[Records excerpted from a collection]
*** Block opens ***
use async_trait::async_trait;
use serde_json::{json, Value};

use vecops_core::types::{
    CanonicalEmbedding, Conformance, Document, EngineUsed, IndexDescriptor, IndexParams,
    ScoredDocument, VectorIndexDefinition, ViewDefinition,
};
use vecops_core::{Error, Result};
use vecops_search::index_repair::{self, RepairAction};
use vecops_search::normalize::{self, RepairOutcome};
use vecops_search::probe::{self, apply_post_filter, tag_contains, ProbeOptions};
use vecops_store::memory::MemoryStore;
use vecops_store::DocumentStore;

fn canonical() -> CanonicalEmbedding {
    CanonicalEmbedding::new("bge-m3", 3)
}

fn seed_doc(store: &MemoryStore, key: &str, vector: [f32; 3], model: &str, tags: &[&str]) {
    store.insert_document(
        "docs",
        key,
        json!({
            "_key": key,
            "title": key,
            "tags": tags,
            "embedding": vector,
            "embedding_meta": {"model": model, "dim": 3, "created_at": "2026-01-01T00:00:00Z"},
        }),
    );
}

#[tokio::test]
async fn index_repair_is_idempotent() -> anyhow::Result<()> {
    let store = MemoryStore::new();
    store.create_collection("docs");
    let params = IndexParams::for_dimension(3);

    let first = index_repair::repair(&store, "docs", "embedding", &params).await?;
    assert_eq!(first, RepairAction::Created);
    let second = index_repair::repair(&store, "docs", "embedding", &params).await?;
    assert_eq!(second, RepairAction::AlreadyValid);

    assert_eq!(store.index_creation_calls(), 1);
    Ok(())
}

#[tokio::test]
async fn malformed_index_is_replaced_with_a_valid_one() -> anyhow::Result<()> {
    let store = MemoryStore::new();
    store.create_collection("docs");
    store.seed_malformed_index("docs", "embedding");

    let state = index_repair::validate(&store, "docs", "embedding", 3).await?;
    assert_eq!(state, vecops_core::types::IndexState::MalformedIndex);

    let action = index_repair::repair(&store, "docs", "embedding", &IndexParams::for_dimension(3))
        .await?;
    assert_eq!(action, RepairAction::Created);

    let state = index_repair::validate(&store, "docs", "embedding", 3).await?;
    assert_eq!(state, vecops_core::types::IndexState::ValidIndex);
    Ok(())
}

#[tokio::test]
async fn metadata_normalization_converges() -> anyhow::Result<()> {
    let store = MemoryStore::new();
    seed_doc(&store, "a", [1.0, 0.0, 0.0], "bge-m3", &[]);
    seed_doc(&store, "b", [0.0, 1.0, 0.0], "minilm", &[]);
    seed_doc(&store, "c", [0.0, 0.0, 1.0], "ada-002", &[]);
    store.insert_document("docs", "plain", json!({"_key": "plain", "title": "no embedding"}));

    let report = normalize::repair(&store, "docs", &canonical(), false).await?;
    assert_eq!(report.total, 4);
    assert_eq!(report.fixed, 2);
    assert_eq!(report.skipped, 2);
    assert_eq!(report.errors, 0);

    let statuses = normalize::scan(&store, "docs", &canonical()).await?;
    assert!(statuses.iter().all(|(_, s)| !s.is_non_conforming()));

    let mut models = std::collections::HashSet::new();
    for key in ["a", "b", "c"] {
        let doc = store.document("docs", key).expect("doc");
        models.insert(
            doc.body["embedding_meta"]["model"]
                .as_str()
                .expect("model")
                .to_string(),
        );
    }
    assert_eq!(models.len(), 1);
    Ok(())
}

#[tokio::test]
async fn repaired_metadata_keeps_original_timestamp() -> anyhow::Result<()> {
    let store = MemoryStore::new();
    seed_doc(&store, "b", [0.0, 1.0, 0.0], "minilm", &[]);

    normalize::repair(&store, "docs", &canonical(), false).await?;
    let doc = store.document("docs", "b").expect("doc");
    assert_eq!(
        doc.body["embedding_meta"]["created_at"],
        json!("2026-01-01T00:00:00Z")
    );
    assert_eq!(doc.body["embedding_meta"]["model"], json!("bge-m3"));
    Ok(())
}

#[tokio::test]
async fn dry_run_counts_match_without_mutation() -> anyhow::Result<()> {
    let store = MemoryStore::new();
    seed_doc(&store, "a", [1.0, 0.0, 0.0], "bge-m3", &[]);
    seed_doc(&store, "b", [0.0, 1.0, 0.0], "minilm", &[]);
    store.insert_document(
        "docs",
        "weird",
        json!({"_key": "weird", "embedding": {"not": "a vector"}}),
    );

    let before: Vec<_> = ["a", "b", "weird"]
        .iter()
        .map(|k| serde_json::to_vec(&store.document("docs", k).expect("doc")).expect("bytes"))
        .collect();

    let dry = normalize::repair(&store, "docs", &canonical(), true).await?;

    let after: Vec<_> = ["a", "b", "weird"]
        .iter()
        .map(|k| serde_json::to_vec(&store.document("docs", k).expect("doc")).expect("bytes"))
        .collect();
    assert_eq!(before, after);

    let real = normalize::repair(&store, "docs", &canonical(), false).await?;
    assert_eq!(dry.fixed, real.fixed);
    assert_eq!(dry.skipped, real.skipped);
    assert_eq!(dry.total, real.total);
    Ok(())
}

#[tokio::test]
async fn object_shaped_embedding_reports_distinctly() -> anyhow::Result<()> {
    let store = MemoryStore::new();
    store.insert_document(
        "docs",
        "weird",
        json!({"_key": "weird", "embedding": {"0": 0.5}}),
    );
    store.insert_document("docs", "short", json!({"_key": "short", "embedding": [0.5]}));
    store.insert_document("docs", "none", json!({"_key": "none"}));

    let statuses = normalize::scan(&store, "docs", &canonical()).await?;
    let by_key: std::collections::HashMap<_, _> = statuses.into_iter().collect();
    use vecops_core::types::NonConformance;
    assert_eq!(
        by_key["weird"],
        Conformance::NonConforming(NonConformance::MalformedShape)
    );
    assert_eq!(
        by_key["short"],
        Conformance::NonConforming(NonConformance::WrongDimension {
            expected: 3,
            actual: 1
        })
    );
    assert_eq!(by_key["none"], Conformance::NoEmbedding);
    Ok(())
}

#[tokio::test]
async fn probe_without_index_returns_degraded_envelope() -> anyhow::Result<()> {
    let store = MemoryStore::new();
    seed_doc(&store, "a", [1.0, 0.0, 0.0], "bge-m3", &[]);

    let envelope = probe::probe(
        &store,
        &["docs".to_string()],
        "embedding",
        &[1.0, 0.0, 0.0],
        &ProbeOptions::default(),
    )
    .await?;

    assert_eq!(envelope.engine, EngineUsed::IndexUnavailable);
    assert!(envelope.results.is_empty());
    assert_eq!(envelope.total, 0);
    // The native primitive never ran, so nothing was created either.
    assert_eq!(store.index_creation_calls(), 0);
    Ok(())
}

#[tokio::test]
async fn probe_with_auto_repair_provisions_then_searches() -> anyhow::Result<()> {
    let store = MemoryStore::new();
    seed_doc(&store, "a", [1.0, 0.0, 0.0], "bge-m3", &[]);
    seed_doc(&store, "b", [0.0, 1.0, 0.0], "bge-m3", &[]);

    let opts = ProbeOptions {
        auto_repair: true,
        ..ProbeOptions::default()
    };
    let envelope = probe::probe(
        &store,
        &["docs".to_string()],
        "embedding",
        &[1.0, 0.0, 0.0],
        &opts,
    )
    .await?;

    assert_eq!(envelope.engine, EngineUsed::NativeApprox);
    assert_eq!(envelope.total, envelope.results.len());
    assert_eq!(envelope.results[0].document.key, "a");
    assert_eq!(store.index_creation_calls(), 1);
    Ok(())
}

#[tokio::test]
async fn probe_orders_by_score_and_applies_min_score() -> anyhow::Result<()> {
    let store = MemoryStore::new();
    seed_doc(&store, "close", [0.9, 0.1, 0.0], "bge-m3", &[]);
    seed_doc(&store, "closer", [1.0, 0.0, 0.0], "bge-m3", &[]);
    seed_doc(&store, "far", [0.0, 0.0, 1.0], "bge-m3", &[]);
    index_repair::repair(&store, "docs", "embedding", &IndexParams::for_dimension(3)).await?;

    let opts = ProbeOptions {
        min_score: 0.5,
        top_n: 10,
        auto_repair: false,
    };
    let envelope = probe::probe(
        &store,
        &["docs".to_string()],
        "embedding",
        &[1.0, 0.0, 0.0],
        &opts,
    )
    .await?;

    assert_eq!(envelope.engine, EngineUsed::NativeApprox);
    let keys: Vec<_> = envelope
        .results
        .iter()
        .map(|h| h.document.key.as_str())
        .collect();
    assert_eq!(keys, vec!["closer", "close"]);
    assert!(envelope.results.windows(2).all(|w| w[0].score >= w[1].score));
    Ok(())
}

#[tokio::test]
async fn filtered_search_runs_as_two_stages() -> anyhow::Result<()> {
    let store = MemoryStore::new();
    seed_doc(&store, "ml", [1.0, 0.0, 0.0], "bge-m3", &["ml"]);
    seed_doc(&store, "dl", [0.9, 0.1, 0.0], "bge-m3", &["ml", "deep-learning"]);
    seed_doc(&store, "py", [0.5, 0.5, 0.0], "bge-m3", &["python"]);
    index_repair::repair(&store, "docs", "embedding", &IndexParams::for_dimension(3)).await?;

    // Stage one: unfiltered similarity over the full candidate set.
    let opts = ProbeOptions {
        min_score: 0.0,
        top_n: 3,
        auto_repair: false,
    };
    let envelope = probe::probe(
        &store,
        &["docs".to_string()],
        "embedding",
        &[1.0, 0.0, 0.0],
        &opts,
    )
    .await?;
    assert_eq!(envelope.total, 3);

    // Stage two: in-memory filtering over the returned candidates.
    let filtered = apply_post_filter(envelope, tag_contains("tags", "python"));
    assert_eq!(filtered.total, 1);
    assert_eq!(filtered.results[0].document.key, "py");
    Ok(())
}

/// Delegates everything to an inner [`MemoryStore`] but refuses to write
/// one document, standing in for a doc-level lock conflict.
struct StuckDocStore {
    inner: MemoryStore,
    stuck_key: String,
}

#[async_trait]
impl DocumentStore for StuckDocStore {
    async fn list_collections(&self) -> Result<Vec<String>> {
        self.inner.list_collections().await
    }

    async fn fetch_documents(&self, collection: &str) -> Result<Vec<Document>> {
        self.inner.fetch_documents(collection).await
    }

    async fn update_document(&self, collection: &str, key: &str, patch: &Value) -> Result<()> {
        if key == self.stuck_key {
            return Err(Error::Operation(format!("write conflict on '{key}'")));
        }
        self.inner.update_document(collection, key, patch).await
    }

    async fn list_indexes(&self, collection: &str) -> Result<Vec<IndexDescriptor>> {
        self.inner.list_indexes(collection).await
    }

    async fn create_index(
        &self,
        collection: &str,
        definition: &VectorIndexDefinition,
    ) -> Result<()> {
        self.inner.create_index(collection, definition).await
    }

    async fn list_views(&self) -> Result<Vec<String>> {
        self.inner.list_views().await
    }

    async fn create_view(&self, definition: &ViewDefinition) -> Result<()> {
        self.inner.create_view(definition).await
    }

    async fn vector_search(
        &self,
        collection: &str,
        field: &str,
        query: &[f32],
        limit: usize,
    ) -> Result<Vec<ScoredDocument>> {
        self.inner.vector_search(collection, field, query, limit).await
    }
}

#[tokio::test]
async fn repair_outlives_a_single_failing_write() -> anyhow::Result<()> {
    let inner = MemoryStore::new();
    seed_doc(&inner, "b", [0.0, 1.0, 0.0], "minilm", &[]);
    seed_doc(&inner, "c", [0.0, 0.0, 1.0], "ada-002", &[]);
    let store = StuckDocStore {
        inner,
        stuck_key: "b".to_string(),
    };

    let report = normalize::repair(&store, "docs", &canonical(), false).await?;
    assert_eq!(report.total, 2);
    assert_eq!(report.errors, 1);
    assert_eq!(report.fixed, 1);

    // The failure is recorded against the offending key only.
    assert!(report
        .details
        .iter()
        .any(|d| d.key == "b" && matches!(d.outcome, RepairOutcome::Failed(_))));

    // The sweep continued past the failure: the other document converged.
    let doc = store.inner.document("docs", "c").expect("doc");
    assert_eq!(doc.body["embedding_meta"]["model"], json!("bge-m3"));
    let statuses = normalize::scan(&store, "docs", &canonical()).await?;
    let by_key: std::collections::HashMap<_, _> = statuses.into_iter().collect();
    assert!(by_key["b"].is_non_conforming());
    assert_eq!(by_key["c"], Conformance::Conforming);
    Ok(())
}

#[tokio::test]
async fn empty_query_vector_fails_fast() {
    let store = MemoryStore::new();
    store.create_collection("docs");
    let result = probe::probe(
        &store,
        &["docs".to_string()],
        "embedding",
        &[],
        &ProbeOptions::default(),
    )
    .await;
    assert!(result.is_err());
}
*** Block closes ***
ACTION ITEM
Would you print exactly the lines from the first line of the entries above through the line that has "use vecops_store::memory::MemoryStore;", both included, and stop there?

PROBLEM SOLUTION
use async_trait::async_trait;
use serde_json::{json, Value};

use vecops_core::types::{
    CanonicalEmbedding, Conformance, Document, EngineUsed, IndexDescriptor, IndexParams,
    ScoredDocument, VectorIndexDefinition, ViewDefinition,
};
use vecops_core::{Error, Result};
use vecops_search::index_repair::{self, RepairAction};
use vecops_search::normalize::{self, RepairOutcome};
use vecops_search::probe::{self, apply_post_filter, tag_contains, ProbeOptions};
use vecops_store::memory::MemoryStore;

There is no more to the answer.